//! Query engine implementation
//!
//! Compiles a [`QueryCriteria`] into a single ranked SQL statement:
//! - each present criterion adds a weighted `CASE` term to the score column
//! - `type` and `variant` also add a filter to the `WHERE` clause
//! - rows scoring zero are dropped, the rest sorted by score
//!
//! All values are bound as named parameters, so the order in which terms are
//! emitted has no bearing on binding.

use std::collections::HashMap;
use rusqlite::ToSql;
use crate::Result;
use crate::component::Component;
use crate::storage::ComponentStore;
use crate::vocabulary::Vocabulary;
use super::criteria::{QueryCriteria, weights};

/// Default cap on ranked results
pub const DEFAULT_RESULT_LIMIT: usize = 20;

/// A ranked id
#[derive(Debug, Clone, PartialEq, Eq, serde::Serialize, serde::Deserialize)]
pub struct ScoredId {
    pub id: String,
    pub score: i64,
}

/// A ranked, hydrated component
#[derive(Debug, Clone, serde::Serialize, serde::Deserialize)]
pub struct RankedComponent {
    pub component: Component,
    pub score: i64,
}

/// Query engine for ranked component retrieval
pub struct QueryEngine<'a> {
    store: &'a ComponentStore,
    limit: usize,
}

impl<'a> QueryEngine<'a> {
    /// Create a new query engine
    pub fn new(store: &'a ComponentStore) -> Self {
        Self {
            store,
            limit: DEFAULT_RESULT_LIMIT,
        }
    }

    /// Override the result cap
    pub fn with_limit(mut self, limit: usize) -> Self {
        self.limit = limit;
        self
    }

    /// Rank component ids for `criteria`, best first.
    ///
    /// Ties are broken by id. Empty criteria rank nothing.
    pub fn rank(&self, criteria: &QueryCriteria) -> Result<Vec<ScoredId>> {
        let Some(query) = ScoreQuery::compile(criteria, self.limit) else {
            return Ok(Vec::new());
        };
        tracing::debug!(sql = %query.sql, params = query.params.len(), "ranking components");

        let named: Vec<(&str, &dyn ToSql)> = query
            .params
            .iter()
            .map(|(name, value)| (*name, value as &dyn ToSql))
            .collect();

        let mut stmt = self.store.conn().prepare(&query.sql)?;
        let ranked = stmt
            .query_map(named.as_slice(), |row| {
                Ok(ScoredId {
                    id: row.get(0)?,
                    score: row.get(1)?,
                })
            })?
            .collect::<rusqlite::Result<Vec<_>>>()?;

        Ok(ranked)
    }

    /// Rank and hydrate, keeping rank order
    pub fn search(&self, criteria: &QueryCriteria) -> Result<Vec<RankedComponent>> {
        let ranked = self.rank(criteria)?;
        let ids: Vec<String> = ranked.iter().map(|r| r.id.clone()).collect();
        let scores: HashMap<String, i64> = ranked.into_iter().map(|r| (r.id, r.score)).collect();

        let results = self
            .store
            .hydrate(&ids)?
            .into_iter()
            .map(|component| RankedComponent {
                score: scores.get(&component.id).copied().unwrap_or_default(),
                component,
            })
            .collect();
        Ok(results)
    }
}

/// A compiled ranking statement and its named parameters
struct ScoreQuery {
    sql: String,
    params: Vec<(&'static str, String)>,
}

impl ScoreQuery {
    fn compile(criteria: &QueryCriteria, limit: usize) -> Option<Self> {
        let mut builder = ScoreBuilder::default();

        if let Some(kind) = &criteria.kind {
            builder.text_match("c.type", ":type", ":type_like", kind, weights::TYPE_EXACT, weights::TYPE_PARTIAL);
        }
        if let Some(variant) = &criteria.variant {
            builder.text_match(
                "c.variant",
                ":variant",
                ":variant_like",
                variant,
                weights::VARIANT_EXACT,
                weights::VARIANT_PARTIAL,
            );
        }
        if let Some(category) = &criteria.category {
            let p = builder.bind(":category", category.as_str());
            builder
                .terms
                .push(format!("CASE WHEN c.category = {p} THEN {} ELSE 0 END", weights::CATEGORY));
        }
        if let Some(mood) = &criteria.mood {
            let p = builder.bind(":mood", mood);
            builder.terms.push(format!(
                "CASE WHEN {} THEN {} ELSE 0 END",
                has_term(Vocabulary::Mood, p),
                weights::MOOD
            ));
        }
        if let Some(industry) = &criteria.industry {
            let p = builder.bind(":industry", industry);
            let general = builder.bind(":industry_general", weights::GENERAL_INDUSTRY);
            builder.terms.push(format!(
                "CASE WHEN {} THEN {} WHEN {} THEN {} ELSE 0 END",
                has_term(Vocabulary::Industry, p),
                weights::INDUSTRY,
                has_term(Vocabulary::Industry, general),
                weights::INDUSTRY_GENERAL
            ));
        }
        if let Some(style) = &criteria.style {
            let p = builder.bind(":style", style);
            builder.terms.push(format!(
                "CASE WHEN {} THEN {} ELSE 0 END",
                has_term(Vocabulary::VisualStyle, p),
                weights::STYLE
            ));
        }

        if builder.terms.is_empty() {
            return None;
        }

        let filter = if builder.filters.is_empty() {
            String::new()
        } else {
            format!("WHERE {}", builder.filters.join(" AND "))
        };
        let sql = format!(
            "SELECT id, score FROM (
                SELECT c.id AS id, ({}) AS score FROM components c {filter}
            ) WHERE score > 0 ORDER BY score DESC, id ASC LIMIT {limit}",
            builder.terms.join(" + ")
        );

        Some(Self {
            sql,
            params: builder.params,
        })
    }
}

#[derive(Default)]
struct ScoreBuilder {
    terms: Vec<String>,
    filters: Vec<String>,
    params: Vec<(&'static str, String)>,
}

impl ScoreBuilder {
    /// Record a parameter value and hand back its placeholder
    fn bind(&mut self, name: &'static str, value: impl Into<String>) -> &'static str {
        self.params.push((name, value.into()));
        name
    }

    /// Exact-or-substring match on a text column: scores and filters
    fn text_match(
        &mut self,
        column: &str,
        exact: &'static str,
        like: &'static str,
        value: &str,
        exact_weight: i64,
        partial_weight: i64,
    ) {
        let exact = self.bind(exact, value);
        let like = self.bind(like, like_pattern(value));
        self.terms.push(format!(
            r"CASE WHEN {column} = {exact} THEN {exact_weight} WHEN {column} LIKE {like} ESCAPE '\' THEN {partial_weight} ELSE 0 END"
        ));
        self.filters
            .push(format!(r"({column} = {exact} OR {column} LIKE {like} ESCAPE '\')"));
    }
}

/// `EXISTS` test for a term on the current component
fn has_term(vocab: Vocabulary, param: &str) -> String {
    format!(
        "EXISTS (SELECT 1 FROM {} j WHERE j.component_id = c.id AND j.name = {param})",
        vocab.join_table()
    )
}

/// `%value%` with LIKE wildcards in `value` escaped
fn like_pattern(value: &str) -> String {
    let mut pattern = String::with_capacity(value.len() + 2);
    pattern.push('%');
    for ch in value.chars() {
        if matches!(ch, '%' | '_' | '\\') {
            pattern.push('\\');
        }
        pattern.push(ch);
    }
    pattern.push('%');
    pattern
}
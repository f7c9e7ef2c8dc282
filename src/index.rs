//! Vector index seam
//!
//! Similarity search lives outside this crate. Whatever implements it is
//! handed the live store once per open so it can build or refresh its index
//! over the same component rows.

use crate::Result;
use crate::storage::ComponentStore;

/// Builds or refreshes an embedding index when a store is opened.
pub trait VectorIndex {
    /// Name used in logs
    fn name(&self) -> &str;

    /// Called once per open. Errors are logged by the caller and otherwise ignored.
    fn initialize(&self, store: &ComponentStore) -> Result<()>;
}

/// Index that does nothing. The default when no similarity backend is wired in.
#[derive(Debug, Default, Clone, Copy)]
pub struct NoopIndex;

impl VectorIndex for NoopIndex {
    fn name(&self) -> &str {
        "noop"
    }

    fn initialize(&self, _store: &ComponentStore) -> Result<()> {
        Ok(())
    }
}
use crate::component::Category;
use crate::ui::{theme, Icons};
use owo_colors::OwoColorize;

pub fn header(text: &str) {
    println!("{} {}", Icons::ROCKET, text.style(theme().header.clone()));
}

pub fn status(icon: &str, label: &str, value: &str) {
    println!("{} {}: {}", icon, label.style(theme().dim.clone()), value);
}

pub fn success(label: &str) {
    println!("{} {}", Icons::CHECK, label.style(theme().success.clone()));
}

pub fn warn(label: &str) {
    eprintln!("{} {}", Icons::WARN, label.style(theme().warn.clone()));
}

pub fn section(title: &str) {
    println!();
    println!("━{}━", title.style(theme().header.clone()));
}

pub fn dim(text: &str) -> String {
    text.style(theme().dim.clone()).to_string()
}

pub fn summary_row(label: &str, value: &str) {
    println!("  {} {}", label.style(theme().dim.clone()), value);
}

/// Icon shown next to a component of the given tier
pub fn category_icon(category: Category) -> &'static str {
    match category {
        Category::Atom => Icons::ATOM,
        Category::Molecule => Icons::PUZZLE,
        Category::Organism => Icons::LAYOUT,
    }
}

/// Comma-separated term list, or a dimmed dash when empty
pub fn term_list(terms: &[String]) -> String {
    if terms.is_empty() {
        dim("-")
    } else {
        terms.join(", ")
    }
}
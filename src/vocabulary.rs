//! Vocabulary kinds - shared term sets attached to components
//!
//! Tags, moods, industries and visual styles are four structurally identical
//! many-to-many relations. Each kind owns a term table (`name` is the key) and
//! a join table keyed by `(component_id, name)`; all SQL that touches them is
//! derived from this enum.

use crate::component::Component;
use serde::{Deserialize, Serialize};
use std::str::FromStr;

/// Term set kinds.
#[derive(Debug, Clone, Copy, PartialEq, Eq, Hash, Serialize, Deserialize)]
#[serde(rename_all = "snake_case")]
pub enum Vocabulary {
    Tag,
    Mood,
    Industry,
    VisualStyle,
}

impl Vocabulary {
    /// Get the string representation of the vocabulary kind
    pub fn as_str(&self) -> &'static str {
        match self {
            Vocabulary::Tag => "tag",
            Vocabulary::Mood => "mood",
            Vocabulary::Industry => "industry",
            Vocabulary::VisualStyle => "visual_style",
        }
    }

    /// Get all vocabulary kinds
    pub fn all() -> &'static [Vocabulary] {
        &[
            Vocabulary::Tag,
            Vocabulary::Mood,
            Vocabulary::Industry,
            Vocabulary::VisualStyle,
        ]
    }

    /// Table holding the deduplicated terms
    pub fn term_table(&self) -> &'static str {
        match self {
            Vocabulary::Tag => "tags",
            Vocabulary::Mood => "moods",
            Vocabulary::Industry => "industries",
            Vocabulary::VisualStyle => "visual_styles",
        }
    }

    /// Join table linking components to terms
    pub fn join_table(&self) -> &'static str {
        match self {
            Vocabulary::Tag => "component_tags",
            Vocabulary::Mood => "component_moods",
            Vocabulary::Industry => "component_industries",
            Vocabulary::VisualStyle => "component_visual_styles",
        }
    }

    /// Terms of this kind carried by a component
    pub fn terms<'a>(&self, component: &'a Component) -> &'a [String] {
        match self {
            Vocabulary::Tag => &component.tags,
            Vocabulary::Mood => &component.mood,
            Vocabulary::Industry => &component.industry,
            Vocabulary::VisualStyle => &component.visual_styles,
        }
    }

    /// Mutable access to the matching collection on a component
    pub fn terms_mut<'a>(&self, component: &'a mut Component) -> &'a mut Vec<String> {
        match self {
            Vocabulary::Tag => &mut component.tags,
            Vocabulary::Mood => &mut component.mood,
            Vocabulary::Industry => &mut component.industry,
            Vocabulary::VisualStyle => &mut component.visual_styles,
        }
    }
}

impl FromStr for Vocabulary {
    type Err = crate::Error;

    fn from_str(s: &str) -> Result<Self, Self::Err> {
        match s.to_lowercase().as_str() {
            "tag" | "tags" => Ok(Vocabulary::Tag),
            "mood" | "moods" => Ok(Vocabulary::Mood),
            "industry" | "industries" => Ok(Vocabulary::Industry),
            "style" | "styles" | "visual_style" | "visual-style" | "visualstyles" => {
                Ok(Vocabulary::VisualStyle)
            }
            _ => Err(crate::Error::InvalidVocabulary(s.to_string())),
        }
    }
}

impl std::fmt::Display for Vocabulary {
    fn fmt(&self, f: &mut std::fmt::Formatter<'_>) -> std::fmt::Result {
        write!(f, "{}", self.as_str())
    }
}
use chrono::{DateTime, Utc};
use serde::{Deserialize, Serialize};
use sqlx::types::{BigDecimal, Json};
use uuid::Uuid;

#[derive(Debug, Serialize, Deserialize, Clone, Copy, sqlx::Type, PartialEq, Eq)]
#[sqlx(type_name = "project_status", rename_all = "snake_case")]
#[serde(rename_all = "snake_case")]
pub enum ProjectStatus {
    Open,
    InProgress,
    Completed,
    Cancelled,
}

#[derive(Debug, Serialize, Deserialize, Clone, Copy, sqlx::Type, PartialEq, Eq)]
#[sqlx(type_name = "proposal_status", rename_all = "snake_case")]
#[serde(rename_all = "snake_case")]
pub enum ProposalStatus {
    Pending,
    Accepted,
    Rejected,
    Withdrawn,
}

#[derive(Debug, Clone, Serialize, Deserialize, sqlx::FromRow)]
pub struct Project {
    pub id: Uuid,
    pub client_id: Uuid,
    pub title: String,
    pub description: String,
    pub category: String,
    pub skills: Vec<String>,
    pub budget_min: BigDecimal,
    pub budget_max: BigDecimal,
    pub currency: String,
    pub deadline: Option<DateTime<Utc>>,
    pub status: ProjectStatus,
    pub created_at: DateTime<Utc>,
    pub updated_at: DateTime<Utc>,
}

/// Milestone as offered in a proposal, before a contract exists.
#[derive(Debug, Clone, Serialize, Deserialize, PartialEq)]
pub struct ProposedMilestone {
    pub title: String,
    pub description: Option<String>,
    pub amount: BigDecimal,
    pub due_date: Option<DateTime<Utc>>,
}

#[derive(Debug, Clone, Serialize, Deserialize, sqlx::FromRow)]
pub struct Proposal {
    pub id: Uuid,
    pub project_id: Uuid,
    pub freelancer_id: Uuid,
    pub cover_letter: String,
    pub bid_amount: BigDecimal,
    pub estimated_days: i32,
    pub milestones: Json<Vec<ProposedMilestone>>,
    pub status: ProposalStatus,
    pub created_at: DateTime<Utc>,
    pub updated_at: DateTime<Utc>,
}
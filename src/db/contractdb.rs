// db/contractdb.rs
use async_trait::async_trait;
use uuid::Uuid;

use super::db::DBClient;
use crate::models::{
    contractmodel::{
        Contract, ContractParty, ContractStatus, ContractWithMilestones, Milestone,
        MilestoneStatus, NewMilestone,
    },
    projectmodel::{Project, Proposal},
};

const CONTRACT_COLUMNS: &str = r#"
    id, project_id, proposal_id, client_id, freelancer_id, title, total_amount, currency,
    status, signed_by_client, signed_by_freelancer, started_at, completed_at, created_at, updated_at
"#;

const MILESTONE_COLUMNS: &str = r#"
    id, contract_id, position, title, description, amount, due_date, status,
    submission_note, rejection_reason, submitted_at, approved_at, paid_at, created_at, updated_at
"#;

#[async_trait]
pub trait ContractExt {
    /// Accepts a pending proposal and writes the draft contract in one
    /// database transaction. Returns `None` if the proposal was already closed.
    async fn create_contract_from_proposal(
        &self,
        proposal: &Proposal,
        project: &Project,
        milestones: Vec<NewMilestone>,
    ) -> Result<Option<ContractWithMilestones>, sqlx::Error>;

    async fn get_contract(&self, contract_id: Uuid) -> Result<Option<Contract>, sqlx::Error>;

    async fn get_contract_with_milestones(
        &self,
        contract_id: Uuid,
    ) -> Result<Option<ContractWithMilestones>, sqlx::Error>;

    async fn get_user_contracts(&self, user_id: Uuid) -> Result<Vec<Contract>, sqlx::Error>;

    async fn get_milestones(&self, contract_id: Uuid) -> Result<Vec<Milestone>, sqlx::Error>;

    async fn get_milestone(
        &self,
        contract_id: Uuid,
        milestone_id: Uuid,
    ) -> Result<Option<Milestone>, sqlx::Error>;

    /// Records a signature on a draft contract; the second signature activates it.
    async fn sign_contract(
        &self,
        contract_id: Uuid,
        party: ContractParty,
    ) -> Result<Option<Contract>, sqlx::Error>;

    /// Compare-and-set on the contract status. `None` means the contract was
    /// no longer in `from`.
    async fn update_contract_status(
        &self,
        contract_id: Uuid,
        from: ContractStatus,
        to: ContractStatus,
    ) -> Result<Option<Contract>, sqlx::Error>;

    /// Compare-and-set on the milestone status. `note` is stored as the
    /// submission note or rejection reason depending on `to`.
    async fn update_milestone_status(
        &self,
        milestone_id: Uuid,
        from: MilestoneStatus,
        to: MilestoneStatus,
        note: Option<String>,
    ) -> Result<Option<Milestone>, sqlx::Error>;

    /// Replaces the milestones of an unsigned draft contract and clears both signatures.
    async fn replace_milestones(
        &self,
        contract_id: Uuid,
        milestones: Vec<NewMilestone>,
    ) -> Result<Option<ContractWithMilestones>, sqlx::Error>;

    /// True while any funding transaction for the contract still holds or moves money.
    async fn has_live_funds(&self, contract_id: Uuid) -> Result<bool, sqlx::Error>;
}

async fn insert_milestones(
    tx: &mut sqlx::Transaction<'_, sqlx::Postgres>,
    contract_id: Uuid,
    milestones: Vec<NewMilestone>,
) -> Result<Vec<Milestone>, sqlx::Error> {
    let mut saved = Vec::with_capacity(milestones.len());
    for (index, milestone) in milestones.into_iter().enumerate() {
        let row = sqlx::query_as::<_, Milestone>(&format!(
            r#"
            INSERT INTO milestones (contract_id, position, title, description, amount, due_date)
            VALUES ($1, $2, $3, $4, $5, $6)
            RETURNING {}
            "#,
            MILESTONE_COLUMNS
        ))
        .bind(contract_id)
        .bind(index as i32 + 1)
        .bind(milestone.title)
        .bind(milestone.description)
        .bind(milestone.amount)
        .bind(milestone.due_date)
        .fetch_one(&mut **tx)
        .await?;
        saved.push(row);
    }
    Ok(saved)
}

#[async_trait]
impl ContractExt for DBClient {
    async fn create_contract_from_proposal(
        &self,
        proposal: &Proposal,
        project: &Project,
        milestones: Vec<NewMilestone>,
    ) -> Result<Option<ContractWithMilestones>, sqlx::Error> {
        let mut tx = self.pool.begin().await?;

        let accepted = sqlx::query(
            r#"
            UPDATE proposals SET status = 'accepted', updated_at = NOW()
            WHERE id = $1 AND status = 'pending'
            "#,
        )
        .bind(proposal.id)
        .execute(&mut *tx)
        .await?;

        if accepted.rows_affected() == 0 {
            tx.rollback().await?;
            return Ok(None);
        }

        sqlx::query(
            r#"
            UPDATE proposals SET status = 'rejected', updated_at = NOW()
            WHERE project_id = $1 AND id <> $2 AND status = 'pending'
            "#,
        )
        .bind(project.id)
        .bind(proposal.id)
        .execute(&mut *tx)
        .await?;

        sqlx::query(
            "UPDATE projects SET status = 'in_progress', updated_at = NOW() WHERE id = $1",
        )
        .bind(project.id)
        .execute(&mut *tx)
        .await?;

        let contract = sqlx::query_as::<_, Contract>(&format!(
            r#"
            INSERT INTO contracts
                (project_id, proposal_id, client_id, freelancer_id, title, total_amount, currency)
            VALUES ($1, $2, $3, $4, $5, $6, $7)
            RETURNING {}
            "#,
            CONTRACT_COLUMNS
        ))
        .bind(project.id)
        .bind(proposal.id)
        .bind(project.client_id)
        .bind(proposal.freelancer_id)
        .bind(&project.title)
        .bind(&proposal.bid_amount)
        .bind(&project.currency)
        .fetch_one(&mut *tx)
        .await?;

        let milestones = insert_milestones(&mut tx, contract.id, milestones).await?;

        tx.commit().await?;

        Ok(Some(ContractWithMilestones {
            contract,
            milestones,
        }))
    }

    async fn get_contract(&self, contract_id: Uuid) -> Result<Option<Contract>, sqlx::Error> {
        sqlx::query_as::<_, Contract>(&format!(
            "SELECT {} FROM contracts WHERE id = $1",
            CONTRACT_COLUMNS
        ))
        .bind(contract_id)
        .fetch_optional(&self.pool)
        .await
    }

    async fn get_contract_with_milestones(
        &self,
        contract_id: Uuid,
    ) -> Result<Option<ContractWithMilestones>, sqlx::Error> {
        let contract = match self.get_contract(contract_id).await? {
            Some(contract) => contract,
            None => return Ok(None),
        };
        let milestones = self.get_milestones(contract_id).await?;

        Ok(Some(ContractWithMilestones {
            contract,
            milestones,
        }))
    }

    async fn get_user_contracts(&self, user_id: Uuid) -> Result<Vec<Contract>, sqlx::Error> {
        sqlx::query_as::<_, Contract>(&format!(
            r#"
            SELECT {} FROM contracts
            WHERE client_id = $1 OR freelancer_id = $1
            ORDER BY created_at DESC
            "#,
            CONTRACT_COLUMNS
        ))
        .bind(user_id)
        .fetch_all(&self.pool)
        .await
    }

    async fn get_milestones(&self, contract_id: Uuid) -> Result<Vec<Milestone>, sqlx::Error> {
        sqlx::query_as::<_, Milestone>(&format!(
            "SELECT {} FROM milestones WHERE contract_id = $1 ORDER BY position ASC",
            MILESTONE_COLUMNS
        ))
        .bind(contract_id)
        .fetch_all(&self.pool)
        .await
    }

    async fn get_milestone(
        &self,
        contract_id: Uuid,
        milestone_id: Uuid,
    ) -> Result<Option<Milestone>, sqlx::Error> {
        sqlx::query_as::<_, Milestone>(&format!(
            "SELECT {} FROM milestones WHERE id = $1 AND contract_id = $2",
            MILESTONE_COLUMNS
        ))
        .bind(milestone_id)
        .bind(contract_id)
        .fetch_optional(&self.pool)
        .await
    }

    async fn sign_contract(
        &self,
        contract_id: Uuid,
        party: ContractParty,
    ) -> Result<Option<Contract>, sqlx::Error> {
        let (client, freelancer) = match party {
            ContractParty::Client => (true, false),
            ContractParty::Freelancer => (false, true),
        };

        sqlx::query_as::<_, Contract>(&format!(
            r#"
            UPDATE contracts SET
                signed_by_client = signed_by_client OR $2,
                signed_by_freelancer = signed_by_freelancer OR $3,
                status = CASE
                    WHEN (signed_by_client OR $2) AND (signed_by_freelancer OR $3)
                    THEN 'active'::contract_status
                    ELSE status
                END,
                started_at = CASE
                    WHEN (signed_by_client OR $2) AND (signed_by_freelancer OR $3)
                    THEN NOW()
                    ELSE started_at
                END,
                updated_at = NOW()
            WHERE id = $1 AND status = 'draft'
            RETURNING {}
            "#,
            CONTRACT_COLUMNS
        ))
        .bind(contract_id)
        .bind(client)
        .bind(freelancer)
        .fetch_optional(&self.pool)
        .await
    }

    async fn update_contract_status(
        &self,
        contract_id: Uuid,
        from: ContractStatus,
        to: ContractStatus,
    ) -> Result<Option<Contract>, sqlx::Error> {
        sqlx::query_as::<_, Contract>(&format!(
            r#"
            UPDATE contracts SET
                status = $3,
                completed_at = CASE WHEN $3 = 'completed'::contract_status THEN NOW() ELSE completed_at END,
                updated_at = NOW()
            WHERE id = $1 AND status = $2
            RETURNING {}
            "#,
            CONTRACT_COLUMNS
        ))
        .bind(contract_id)
        .bind(from)
        .bind(to)
        .fetch_optional(&self.pool)
        .await
    }

    async fn update_milestone_status(
        &self,
        milestone_id: Uuid,
        from: MilestoneStatus,
        to: MilestoneStatus,
        note: Option<String>,
    ) -> Result<Option<Milestone>, sqlx::Error> {
        sqlx::query_as::<_, Milestone>(&format!(
            r#"
            UPDATE milestones SET
                status = $3,
                submission_note = CASE WHEN $3 = 'submitted'::milestone_status THEN $4::text ELSE submission_note END,
                rejection_reason = CASE WHEN $3 = 'rejected'::milestone_status THEN $4::text ELSE rejection_reason END,
                submitted_at = CASE WHEN $3 = 'submitted'::milestone_status THEN NOW() ELSE submitted_at END,
                approved_at = CASE WHEN $3 = 'approved'::milestone_status THEN NOW() ELSE approved_at END,
                paid_at = CASE WHEN $3 = 'paid'::milestone_status THEN NOW() ELSE paid_at END,
                updated_at = NOW()
            WHERE id = $1 AND status = $2
            RETURNING {}
            "#,
            MILESTONE_COLUMNS
        ))
        .bind(milestone_id)
        .bind(from)
        .bind(to)
        .bind(note)
        .fetch_optional(&self.pool)
        .await
    }

    async fn replace_milestones(
        &self,
        contract_id: Uuid,
        milestones: Vec<NewMilestone>,
    ) -> Result<Option<ContractWithMilestones>, sqlx::Error> {
        let mut tx = self.pool.begin().await?;

        let contract = sqlx::query_as::<_, Contract>(&format!(
            r#"
            UPDATE contracts SET
                signed_by_client = FALSE,
                signed_by_freelancer = FALSE,
                updated_at = NOW()
            WHERE id = $1 AND status = 'draft'
            RETURNING {}
            "#,
            CONTRACT_COLUMNS
        ))
        .bind(contract_id)
        .fetch_optional(&mut *tx)
        .await?;

        let contract = match contract {
            Some(contract) => contract,
            None => {
                tx.rollback().await?;
                return Ok(None);
            }
        };

        sqlx::query("DELETE FROM milestones WHERE contract_id = $1")
            .bind(contract_id)
            .execute(&mut *tx)
            .await?;

        let milestones = insert_milestones(&mut tx, contract_id, milestones).await?;

        tx.commit().await?;

        Ok(Some(ContractWithMilestones {
            contract,
            milestones,
        }))
    }

    async fn has_live_funds(&self, contract_id: Uuid) -> Result<bool, sqlx::Error> {
        let exists: bool = sqlx::query_scalar(
            r#"
            SELECT EXISTS(
                SELECT 1 FROM transactions
                WHERE contract_id = $1
                AND status IN ('pending', 'processing', 'held_in_escrow', 'released')
            )
            "#,
        )
        .bind(contract_id)
        .fetch_one(&self.pool)
        .await?;
        Ok(exists)
    }
}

## AIM OF THE EXERCISE
How many lines in these records hold the string "PartialEq"? Reply with the number alone.

## EXERCISE OUTPUT
5